What you said is your personal opinion. You don’t know all of the circumstances or the conversations they have had.

OP, I think you need to sit down with him and have a serious talk. Maybe he doesn’t understand how serious you are about not caring about the ring.

Post # 29
Member
114 posts
Blushing bee

if you’re so tired of waiting then propose yourself… it’s really that simple. He can still get you your unique ring and all the rest of that jazz at a later date. 

Post # 30
Member
16 posts
Newbee
  • Wedding: March 2017

I have been there – I got my proposal just before our 5th anniversary and I was going crazy for almost a year beforehand. About every 2 months I’d bring it up and cry and he’d get so frustrated and I would feel awful afterwards. And of course I knew I was pushing back the proposal a few weeks each time this happened. 
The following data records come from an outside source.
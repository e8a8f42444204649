//! Error types for unobserved values
//!
//! None of these errors escape the public cell operations. They describe
//! internal states (a kind with no numeric domain, an index outside the kind
//! table) that the resolver absorbs, plus configuration loading failures.
//! Each message names the input that caused it, so the `debug!` line that
//! records a swallowed error is enough to diagnose it.

use crate::kind::Kind;
use std::io;
use thiserror::Error;

/// Result type alias for unobserved operations
pub type Result<T> = std::result::Result<T, Error>;

/// Error types for unobserved values
#[derive(Debug, Error)]
pub enum Error {
    /// The kind has no (minimum, maximum) domain
    #[error("Kind {0} has no numeric domain")]
    Unbounded(Kind),

    /// Index outside the kind table
    #[error("Kind index {0} is out of range (expected 0..19)")]
    KindIndexOutOfRange(usize),

    /// Configuration failed validation or parsing
    #[error("Invalid configuration: {0}")]
    InvalidConfig(String),

    /// I/O error while reading a configuration file
    #[error("I/O error: {0}")]
    IoError(#[from] io::Error),
}

impl From<toml::de::Error> for Error {
    fn from(e: toml::de::Error) -> Self {
        Error::InvalidConfig(e.to_string())
    }
}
Something that really helped though, was asking him to give me a timeframe. He told me within 3-6 months and after that I was able to focus on that and not get upset that I’d be waiting for another year or more. It sounds very unromantic and I think he found it very annoying giving a number at the time but was happy afterwards when we didn’t fight about it again.

I had been worrying a lot that the proposal would be less special as it was drawn out so long, I was getting very resentful and he was putting up with me. But let me tell you it was amazing and worth the wait.

Hang in there bee, your moment will come! xx

The topic ‘So sick of waiting, resentment is around the corner’ is closed to new replies.